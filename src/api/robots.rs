//! Robot endpoints.

use axum::extract::{Path, Query, State};
use axum::Json;
use serde::{Deserialize, Serialize};

use crate::models::{Robot, RobotHistory};

use super::{ApiContext, ApiError};

/// Query parameters for `GET /v1/robots`.
#[derive(Debug, Deserialize)]
pub struct ListRobotsQuery {
    /// Robot ID to filter on.
    pub robot_id: Option<String>,
    /// Robot name to filter on.
    pub name: Option<String>,
}

/// Response body for `GET /v1/robots`.
#[derive(Debug, Serialize)]
pub struct ListRobotsResponse {
    /// Always `true` on success.
    pub ok: bool,
    /// Robots with their active cleaning session attached.
    pub robots: Vec<Robot>,
}

/// List all robots and their active cleaning session.
pub async fn list(
    State(ctx): State<ApiContext>,
    Query(query): Query<ListRobotsQuery>,
) -> Result<Json<ListRobotsResponse>, ApiError> {
    let robots = ctx
        .robots
        .list(crate::service::ListRobotsArgs {
            robot_id: query.robot_id,
            name: query.name,
        })
        .await?;
    Ok(Json(ListRobotsResponse { ok: true, robots }))
}

/// Query parameters for `GET /v1/robots/{robot_id}/history`.
#[derive(Debug, Deserialize)]
pub struct HistoryQuery {
    /// Return only the latest `max` cleaning sessions.
    pub max: Option<u32>,
}

/// Response body for `GET /v1/robots/{robot_id}/history`.
#[derive(Debug, Serialize)]
pub struct RobotHistoryResponse {
    /// Always `true` on success.
    pub ok: bool,
    /// Robot with its most recent cleaning sessions, newest first.
    pub robot: RobotHistory,
}

/// All historical cleaning sessions for a robot.
pub async fn history(
    State(ctx): State<ApiContext>,
    Path(robot_id): Path<String>,
    Query(query): Query<HistoryQuery>,
) -> Result<Json<RobotHistoryResponse>, ApiError> {
    let max = query.max.unwrap_or(ctx.history_max);
    let robot = ctx.robots.history(&robot_id, max).await?;
    Ok(Json(RobotHistoryResponse { ok: true, robot }))
}
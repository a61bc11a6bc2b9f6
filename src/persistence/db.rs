//! `SQLite` database connection and schema bootstrap.

use sqlx::sqlite::{SqliteConnectOptions, SqlitePoolOptions};
use sqlx::SqlitePool;

use crate::Result;

use super::schema;

/// Connect to a file-backed `SQLite` database, creating the file if
/// missing, and apply the schema.
///
/// # Errors
///
/// Returns `AppError::Db` if the connection or schema application fails.
pub async fn connect(db_path: &str) -> Result<SqlitePool> {
    let options = SqliteConnectOptions::new()
        .filename(db_path)
        .create_if_missing(true);
    let pool = SqlitePoolOptions::new().connect_with(options).await?;
    schema::bootstrap_schema(&pool).await?;
    Ok(pool)
}

/// Connect to an in-memory `SQLite` database (tests and simulations) and
/// apply the schema.
///
/// The pool is capped at a single connection so every caller sees the
/// same in-memory database.
///
/// # Errors
///
/// Returns `AppError::Db` if the connection or schema application fails.
pub async fn connect_memory() -> Result<SqlitePool> {
    let pool = SqlitePoolOptions::new()
        .max_connections(1)
        .connect("sqlite::memory:")
        .await?;
    schema::bootstrap_schema(&pool).await?;
    Ok(pool)
}
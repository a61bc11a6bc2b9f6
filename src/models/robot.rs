//! Robot entity.

use chrono::{DateTime, Utc};
use serde::{Deserialize, Serialize};
use uuid::Uuid;

use crate::models::session::CleaningSession;

/// A vacuum cleaning robot.
#[derive(Debug, Clone, Serialize, Deserialize, PartialEq, Eq)]
#[serde(rename_all = "snake_case")]
pub struct Robot {
    /// Unique record identifier.
    pub id: String,
    /// Display name, to make identification easier.
    pub name: String,
    /// Footprint diameter in millimeters; immutable after creation. All
    /// robots are assumed to have a circular shape.
    pub size: i64,
    /// The robot's current (most recent active) cleaning session, if any.
    /// A robot has at most one active session at any instant.
    pub current_session: Option<CleaningSession>,
    /// Creation timestamp.
    pub created_at: DateTime<Utc>,
}

impl Robot {
    /// Construct a new robot with a generated identifier.
    #[must_use]
    pub fn new(name: impl Into<String>, size: i64) -> Self {
        Self {
            id: Uuid::new_v4().to_string(),
            name: name.into(),
            size,
            current_session: None,
            created_at: Utc::now(),
        }
    }
}

/// A robot together with its most recent cleaning sessions, newest first.
#[derive(Debug, Clone, Serialize, Deserialize, PartialEq, Eq)]
#[serde(rename_all = "snake_case")]
pub struct RobotHistory {
    /// The robot the sessions belong to.
    pub robot: Robot,
    /// Historical sessions, each with full position history.
    pub sessions: Vec<CleaningSession>,
}
#[cfg(test)]
mod tests {
    use serde_json::json;

    use crate::constants::{
        MAX_COOKING_TIME, MAX_EMAIL_LEN, MAX_FIRST_NAME_LEN, MAX_INGREDIENTS_AMOUNT,
        MAX_LAST_NAME_LEN, MAX_PASSWORD_LEN, MAX_RECIPE_NAME_LEN, MAX_USERNAME_LEN,
        MIN_COOKING_TIME, MIN_INGREDIENTS_AMOUNT,
    };

    use super::*;

    const IMAGE: &str = "data:image/png;base64,iVBORw0KGgoAAAANSUhEUgAAAAEAAAABCAYAAAAfFcSJAAAADUlEQVR42mNk+M9QDwADhgGAWjR9awAAAABJRU5ErkJggg==";

    fn form(value: Value) -> Form {
        Form::from_value(value).unwrap()
    }

    fn recipe_payload() -> Value {
        json!({
            "ingredients": [{ "id": 1, "amount": 10 }, { "id": 2, "amount": "3" }],
            "tags": [1, 2],
            "image": IMAGE,
            "name": "Борщ",
            "text": "Варить долго.",
            "cooking_time": 90
        })
    }

    fn field_errors(result: Result<RecipeDraft, Error>) -> FieldErrors {
        result.unwrap_err().fields.unwrap()
    }

    fn registration() -> Value {
        json!({
            "email": "vasya@example.com",
            "username": "vasya.p+1@x",
            "first_name": "Вася",
            "last_name": "Пупкин",
            "password": "secret-password",
        })
    }

    #[test]
    fn accepts_complete_payload() {
        let draft = RecipeDraft::from_form(&form(recipe_payload()), WriteMode::Create).unwrap();
        assert_eq!(draft.name.as_deref(), Some("Борщ"));
        assert_eq!(draft.cooking_time, Some(90));
        assert_eq!(
            draft.ingredients,
            Some(vec![
                IngredientAmount { id: 1, amount: 10 },
                IngredientAmount { id: 2, amount: 3 },
            ])
        );
        assert_eq!(draft.tag_set(), Some(BTreeSet::from([1, 2])));
    }

    #[test]
    fn ingredient_order_follows_the_payload() {
        let mut payload = recipe_payload();
        payload["ingredients"] = json!([{ "id": 20, "amount": 1 }, { "id": 19, "amount": 2 }]);
        let draft = RecipeDraft::from_form(&form(payload), WriteMode::Create).unwrap();
        let ids: Vec<Id> = draft.ingredients.unwrap().iter().map(|i| i.id).collect();
        assert_eq!(ids, vec![20, 19]);
    }

    #[test]
    fn create_requires_every_field() {
        let errors = field_errors(RecipeDraft::from_form(&form(json!({})), WriteMode::Create));
        for field in ["ingredients", "tags", "image", "name", "text", "cooking_time"] {
            assert_eq!(errors.get(field), Some(&[String::from(REQUIRED)][..]), "{field}");
        }
    }

    #[test]
    fn update_leaves_absent_fields_alone() {
        let draft =
            RecipeDraft::from_form(&form(json!({ "name": "Щи" })), WriteMode::Update).unwrap();
        assert_eq!(draft.name.as_deref(), Some("Щи"));
        assert!(draft.ingredients.is_none());
        assert!(draft.tags.is_none());
        assert!(draft.image.is_none());
    }

    #[test]
    fn update_still_checks_present_fields() {
        let errors = field_errors(RecipeDraft::from_form(
            &form(json!({ "name": "  ", "cooking_time": 0 })),
            WriteMode::Update,
        ));
        assert_eq!(
            errors.get("name"),
            Some(&[String::from("This field may not be blank.")][..])
        );
        assert_eq!(
            errors.get("cooking_time"),
            Some(&[String::from("Ensure this value is greater than or equal to 1.")][..])
        );
    }

    #[test]
    fn duplicate_ingredients_are_rejected() {
        let mut payload = recipe_payload();
        payload["ingredients"] = json!([{ "id": 1, "amount": 1 }, { "id": 1, "amount": 2 }]);
        let errors = field_errors(RecipeDraft::from_form(&form(payload), WriteMode::Create));
        assert_eq!(
            errors.get("ingredients"),
            Some(&[String::from("Ingredients must be unique.")][..])
        );
    }

    #[test]
    fn empty_lists_are_rejected_even_on_update() {
        let errors = field_errors(RecipeDraft::from_form(
            &form(json!({ "ingredients": [], "tags": [] })),
            WriteMode::Update,
        ));
        assert!(errors.get("ingredients").is_some());
        assert!(errors.get("tags").is_some());
    }

    #[test]
    fn duplicate_tags_are_rejected() {
        let mut payload = recipe_payload();
        payload["tags"] = json!([3, 3]);
        let errors = field_errors(RecipeDraft::from_form(&form(payload), WriteMode::Create));
        assert_eq!(errors.get("tags"), Some(&[String::from("Tags must be unique.")][..]));
    }

    #[test]
    fn bounds_are_enforced() {
        let mut payload = recipe_payload();
        payload["cooking_time"] = json!(MAX_COOKING_TIME + 1);
        payload["ingredients"] = json!([{ "id": 1, "amount": MAX_INGREDIENTS_AMOUNT + 1 }]);
        let errors = field_errors(RecipeDraft::from_form(&form(payload), WriteMode::Create));
        assert_eq!(
            errors.get("cooking_time"),
            Some(&[String::from("Ensure this value is less than or equal to 32000.")][..])
        );
        assert_eq!(
            errors.get("ingredients"),
            Some(&[String::from("Item 1: amount must be between 1 and 32000.")][..])
        );
    }

    #[test]
    fn bounds_are_inclusive() {
        let mut payload = recipe_payload();
        payload["cooking_time"] = json!(MIN_COOKING_TIME);
        payload["name"] = json!("щ".repeat(MAX_RECIPE_NAME_LEN));
        payload["ingredients"] = json!([
            { "id": 1, "amount": MIN_INGREDIENTS_AMOUNT },
            { "id": 2, "amount": MAX_INGREDIENTS_AMOUNT },
        ]);
        assert!(RecipeDraft::from_form(&form(payload.clone()), WriteMode::Create).is_ok());

        payload["cooking_time"] = json!(MAX_COOKING_TIME);
        payload["name"] = json!("щ".repeat(MAX_RECIPE_NAME_LEN + 1));
        let errors = field_errors(RecipeDraft::from_form(&form(payload), WriteMode::Create));
        assert!(errors.get("cooking_time").is_none());
        assert!(errors.get("name").is_some());
    }

    #[test]
    fn huge_numbers_are_out_of_range() {
        let mut payload = recipe_payload();
        payload["cooking_time"] = json!(i64::MAX);
        let errors = field_errors(RecipeDraft::from_form(&form(payload), WriteMode::Create));
        assert!(errors.get("cooking_time").is_some());
    }

    #[test]
    fn image_must_be_a_data_uri() {
        assert!(is_image_data(IMAGE));
        assert!(is_image_data("data:image/JPEG;base64,AAAA"));
        assert!(!is_image_data("data:image/gif;base64,AAAA"));
        assert!(!is_image_data("http://example.com/a.png"));
        assert!(!is_image_data("data:image/png;base64,"));
    }

    #[test]
    fn image_payload_must_decode() {
        assert!(!is_image_data("data:image/png;base64,A"));
        assert!(!is_image_data("data:image/png;base64,AAAAA"));
        assert!(!is_image_data("data:image/png;base64,AA=A"));
    }

    #[test]
    fn usernames_are_checked() {
        assert!(username_chars("me").is_err());
        assert!(username_chars("bad name!").is_err());
        assert!(username_chars("   ").is_err());
        assert!(username_chars("vasya.p+1@x").is_ok());
    }

    #[test]
    fn registration_reads_every_field() {
        let user = NewUser::from_form(&form(registration())).unwrap();
        assert_eq!(user.username, "vasya.p+1@x");
        assert_eq!(user.last_name, "Пупкин");
    }

    #[test]
    fn registration_collects_all_errors() {
        let error = NewUser::from_form(&form(json!({
            "email": "not-an-email",
            "username": "me",
            "first_name": "",
        })))
        .unwrap_err();
        let fields = error.fields.unwrap();
        assert_eq!(
            fields.get("email"),
            Some(&[String::from("Enter a valid email address.")][..])
        );
        assert_eq!(
            fields.get("username"),
            Some(&[String::from("Username is not allowed: me")][..])
        );
        assert_eq!(
            fields.get("first_name"),
            Some(&[String::from("This field may not be blank.")][..])
        );
        for field in ["last_name", "password"] {
            assert_eq!(fields.get(field), Some(&[String::from(REQUIRED)][..]), "{field}");
        }
    }

    #[test]
    fn registration_limits_lengths() {
        let mut payload = registration();
        payload["email"] = json!(format!("{}@example.com", "a".repeat(MAX_EMAIL_LEN)));
        payload["username"] = json!("u".repeat(MAX_USERNAME_LEN + 1));
        payload["first_name"] = json!("и".repeat(MAX_FIRST_NAME_LEN + 1));
        payload["last_name"] = json!("ф".repeat(MAX_LAST_NAME_LEN + 1));
        payload["password"] = json!("p".repeat(MAX_PASSWORD_LEN + 1));
        let fields = NewUser::from_form(&form(payload)).unwrap_err().fields.unwrap();
        for field in ["email", "username", "first_name", "last_name", "password"] {
            assert!(fields.get(field).is_some(), "{field}");
        }

        let mut payload = registration();
        payload["first_name"] = json!("и".repeat(MAX_FIRST_NAME_LEN));
        payload["last_name"] = json!("ф".repeat(MAX_LAST_NAME_LEN));
        payload["password"] = json!("p".repeat(MAX_PASSWORD_LEN));
        assert!(NewUser::from_form(&form(payload)).is_ok());
    }

    #[test]
    fn wrong_types_are_reported() {
        let mut payload = registration();
        payload["email"] = json!(5);
        let fields = NewUser::from_form(&form(payload)).unwrap_err().fields.unwrap();
        assert!(fields.get("non_field_errors").is_some());
    }

    #[test]
    fn password_change_requires_both_fields() {
        let fields = PasswordChange::from_form(&form(json!({ "current_password": "old" })))
            .unwrap_err()
            .fields
            .unwrap();
        assert!(fields.get("current_password").is_none());
        assert_eq!(fields.get("new_password"), Some(&[String::from(REQUIRED)][..]));
    }

    #[test]
    fn avatar_requires_image() {
        assert_eq!(avatar_from_form(&form(json!({ "avatar": IMAGE }))).unwrap(), IMAGE);
        assert!(avatar_from_form(&form(json!({}))).is_err());
        assert!(avatar_from_form(&form(json!({ "avatar": "data:image/png;base64,A" }))).is_err());
    }
}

> **Problem to solve**:
Lines of the data above that include the string "example" must each be copied.

> **Response to this exercise**:
            "email": "vasya@example.com",
        assert!(!is_image_data("http://example.com/a.png"));
        payload["email"] = json!(format!("{}@example.com", "a".repeat(MAX_EMAIL_LEN)));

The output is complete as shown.